- _What you should do_:
Once the line with "let map: HashMap<String, String>" is found in the entries below, print it and each following line exactly, stopping after the line with "assert!(config.trace_lifecycle);"; print nothing else.

*** Supplied material Section Begins ***

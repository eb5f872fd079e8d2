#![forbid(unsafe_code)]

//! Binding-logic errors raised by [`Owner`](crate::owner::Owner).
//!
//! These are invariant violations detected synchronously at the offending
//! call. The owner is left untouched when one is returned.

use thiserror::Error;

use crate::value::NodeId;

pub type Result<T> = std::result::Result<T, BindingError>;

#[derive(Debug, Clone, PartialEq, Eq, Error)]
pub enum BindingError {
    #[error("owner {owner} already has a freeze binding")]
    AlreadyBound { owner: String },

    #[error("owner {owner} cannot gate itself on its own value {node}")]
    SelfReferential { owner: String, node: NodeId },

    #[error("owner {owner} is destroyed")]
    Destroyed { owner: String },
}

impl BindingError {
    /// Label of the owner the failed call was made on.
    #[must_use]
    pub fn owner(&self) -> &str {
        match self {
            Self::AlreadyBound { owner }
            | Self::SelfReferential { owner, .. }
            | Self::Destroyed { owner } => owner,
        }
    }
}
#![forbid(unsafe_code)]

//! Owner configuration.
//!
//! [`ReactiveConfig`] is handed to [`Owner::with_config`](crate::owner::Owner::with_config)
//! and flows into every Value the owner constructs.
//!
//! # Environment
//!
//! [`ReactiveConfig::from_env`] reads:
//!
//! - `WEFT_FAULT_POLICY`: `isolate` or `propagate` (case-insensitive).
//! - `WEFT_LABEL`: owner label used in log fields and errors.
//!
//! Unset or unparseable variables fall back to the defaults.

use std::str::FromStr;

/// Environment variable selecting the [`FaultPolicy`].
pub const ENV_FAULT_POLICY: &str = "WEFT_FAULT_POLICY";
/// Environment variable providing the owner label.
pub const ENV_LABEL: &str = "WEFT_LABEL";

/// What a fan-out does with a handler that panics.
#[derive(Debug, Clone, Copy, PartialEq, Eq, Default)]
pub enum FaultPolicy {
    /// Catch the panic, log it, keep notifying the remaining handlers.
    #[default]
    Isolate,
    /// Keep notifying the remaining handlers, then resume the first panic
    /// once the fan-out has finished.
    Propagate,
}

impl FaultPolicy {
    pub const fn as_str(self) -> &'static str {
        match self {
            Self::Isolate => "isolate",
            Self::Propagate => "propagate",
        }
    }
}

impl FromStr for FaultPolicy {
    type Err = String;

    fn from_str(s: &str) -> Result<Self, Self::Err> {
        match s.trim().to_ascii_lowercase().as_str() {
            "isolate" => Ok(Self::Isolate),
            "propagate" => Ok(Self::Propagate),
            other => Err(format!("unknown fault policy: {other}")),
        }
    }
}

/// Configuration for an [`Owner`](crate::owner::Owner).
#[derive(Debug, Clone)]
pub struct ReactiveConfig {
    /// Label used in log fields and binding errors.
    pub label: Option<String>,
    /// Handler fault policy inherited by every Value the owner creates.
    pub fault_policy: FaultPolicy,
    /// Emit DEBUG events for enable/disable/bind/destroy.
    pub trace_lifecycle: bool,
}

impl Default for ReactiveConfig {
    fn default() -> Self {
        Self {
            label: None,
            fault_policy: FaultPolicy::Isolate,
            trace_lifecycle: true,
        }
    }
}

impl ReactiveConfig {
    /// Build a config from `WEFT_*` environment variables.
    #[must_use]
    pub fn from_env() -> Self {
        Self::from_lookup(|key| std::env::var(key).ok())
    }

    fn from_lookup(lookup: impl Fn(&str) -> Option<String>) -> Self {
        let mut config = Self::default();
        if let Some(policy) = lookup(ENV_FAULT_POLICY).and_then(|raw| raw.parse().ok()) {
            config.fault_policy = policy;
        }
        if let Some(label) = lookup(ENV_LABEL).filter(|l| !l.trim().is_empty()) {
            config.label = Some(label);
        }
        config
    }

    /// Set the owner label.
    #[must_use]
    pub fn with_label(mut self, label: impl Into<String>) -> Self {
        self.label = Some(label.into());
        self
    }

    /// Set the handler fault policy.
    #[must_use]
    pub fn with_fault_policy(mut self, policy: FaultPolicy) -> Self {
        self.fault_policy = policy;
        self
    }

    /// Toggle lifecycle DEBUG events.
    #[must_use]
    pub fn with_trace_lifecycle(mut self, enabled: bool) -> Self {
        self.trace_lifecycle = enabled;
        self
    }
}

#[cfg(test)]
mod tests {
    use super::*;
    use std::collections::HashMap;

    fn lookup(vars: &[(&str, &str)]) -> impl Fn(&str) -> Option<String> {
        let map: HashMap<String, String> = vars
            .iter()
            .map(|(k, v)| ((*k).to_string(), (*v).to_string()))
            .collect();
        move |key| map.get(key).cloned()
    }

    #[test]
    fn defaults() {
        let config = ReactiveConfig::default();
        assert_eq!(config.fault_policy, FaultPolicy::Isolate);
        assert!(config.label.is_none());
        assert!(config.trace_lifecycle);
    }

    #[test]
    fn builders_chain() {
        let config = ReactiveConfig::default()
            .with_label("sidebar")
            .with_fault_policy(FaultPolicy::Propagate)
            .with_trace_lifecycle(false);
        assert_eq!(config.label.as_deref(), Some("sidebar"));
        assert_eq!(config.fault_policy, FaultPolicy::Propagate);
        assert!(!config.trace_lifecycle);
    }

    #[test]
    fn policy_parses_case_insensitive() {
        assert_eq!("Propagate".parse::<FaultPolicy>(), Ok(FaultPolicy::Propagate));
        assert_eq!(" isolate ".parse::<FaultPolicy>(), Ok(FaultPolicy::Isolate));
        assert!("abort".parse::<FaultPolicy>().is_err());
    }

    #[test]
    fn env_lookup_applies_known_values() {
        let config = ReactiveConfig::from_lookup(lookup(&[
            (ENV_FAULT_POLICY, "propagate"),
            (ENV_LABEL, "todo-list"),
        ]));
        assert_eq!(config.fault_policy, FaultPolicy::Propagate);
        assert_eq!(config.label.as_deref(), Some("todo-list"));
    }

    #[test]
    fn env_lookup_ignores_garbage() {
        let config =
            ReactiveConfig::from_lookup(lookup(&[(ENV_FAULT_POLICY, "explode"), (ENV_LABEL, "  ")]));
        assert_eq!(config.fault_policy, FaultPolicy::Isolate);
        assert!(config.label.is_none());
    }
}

*** Supplied material Section Ends ***

- _Written response_:
        let map: HashMap<String, String> = vars
            .iter()
            .map(|(k, v)| ((*k).to_string(), (*v).to_string()))
            .collect();
        move |key| map.get(key).cloned()
    }

    #[test]
    fn defaults() {
        let config = ReactiveConfig::default();
        assert_eq!(config.fault_policy, FaultPolicy::Isolate);
        assert!(config.label.is_none());
        assert!(config.trace_lifecycle);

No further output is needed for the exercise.